Guru Besar Tetap Fakultas Pertanian UISU itu menambahkan, perlu adanya regulasi ketat guna mendukung keseimbangan mengatasi krisis ini. Diperlukan kebijakan strategis dan terukur sebagai sebuah solusi yang cerdas, antara lain memberikan batasan yang tegas tidak hanya pada lini masa, tapi juga batasan pada jalur masuk dan pembatasan kuota bagi PTN.
Kemudian, meningkatkan jumlah KIP-K kepada PTS, dan mengalokasikan dana hibah yang berimbang kepada PTS serta untuk Universitas Terbuka ada batasan rekurtmen, yakni hanya bagi calon mahasiswa yang telah tamat empat tahun dari SMA atau sederajat. Dengan demikian, kebijakan penerimaan mahasiswa baru PTN secara nasional, sudah memperhatikan keberlangsungan PTS yang selama ini telah berkontribusi besar terhadap peningkatan APK-PT.
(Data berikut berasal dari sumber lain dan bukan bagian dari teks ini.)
use async_trait::async_trait;
use indicatif::{ProgressBar, ProgressStyle};

use crate::internal::remote_file::downloader::structs::DownloadResult;
use crate::internal::remote_file::downloader::traits::download::{DownloadHook, HookAbort};
use crate::internal::remote_file::structs::remote_file_data::RemoteFileData;

const BAR_TEMPLATE: &str =
    "{msg:30!} [{bar:40.cyan/blue}] {bytes}/{total_bytes} {bytes_per_sec} {eta}";

/// 单个文件的终端进度条
pub struct ProgressBarHook {
    bar: ProgressBar,
    name: String,
}

impl ProgressBarHook {
    pub fn new(file: &RemoteFileData) -> Self {
        let bar = ProgressBar::new(file.size.unwrap_or(0));
        bar.set_style(
            ProgressStyle::with_template(BAR_TEMPLATE)
                .unwrap_or_else(|_| ProgressStyle::default_bar())
                .progress_chars("=>-"),
        );
        Self::with_bar(bar, file)
    }

    /// 使用给定的进度条，测试里传 `ProgressBar::hidden()`
    pub fn with_bar(bar: ProgressBar, file: &RemoteFileData) -> Self {
        bar.set_message(file.relative_path.clone());
        Self {
            bar,
            name: file.relative_path.clone(),
        }
    }

    pub fn position(&self) -> u64 {
        self.bar.position()
    }
}

#[async_trait]
impl DownloadHook for ProgressBarHook {
    async fn before_start(
        &mut self,
        file: &RemoteFileData,
        resume_from: u64,
    ) -> Result<(), HookAbort> {
        if let Some(size) = file.size {
            self.bar.set_length(size);
        }
        self.bar.set_position(resume_from);
        Ok(())
    }

    fn on_progress(&mut self, bytes_done: u64, total: Option<u64>) {
        if let Some(total) = total {
            self.bar.set_length(total);
        }
        self.bar.set_position(bytes_done);
    }

    async fn after_complete(&mut self, result: &DownloadResult) {
        match result {
            DownloadResult::AlreadyComplete => {
                self.bar.finish_with_message(format!("{} (已存在)", self.name))
            }
            DownloadResult::Saved { .. } => self.bar.finish(),
        }
    }
}

impl Drop for ProgressBarHook {
    fn drop(&mut self) {
        // 下载出错时进度条停在原处
        if !self.bar.is_finished() {
            self.bar.abandon();
        }
    }
}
Bagi UISU, sebutnya, fenomena ini dapat dijadikan tantangan dan peluang meningkatkan penerimaan mahasiswa baru apalagi UISU sedang bertransformasi dengan penguatan akademik, marketing, peningkatan layanan mahasiswa dan peningkatan kerja sama dengan dunia usaha dan dunia industri (DUDI). "UISU optimis menghadapi masa depan dengan menegaskan bahwa krisis ini menjadi momentum meningkatkan daya saing," pungkasnya.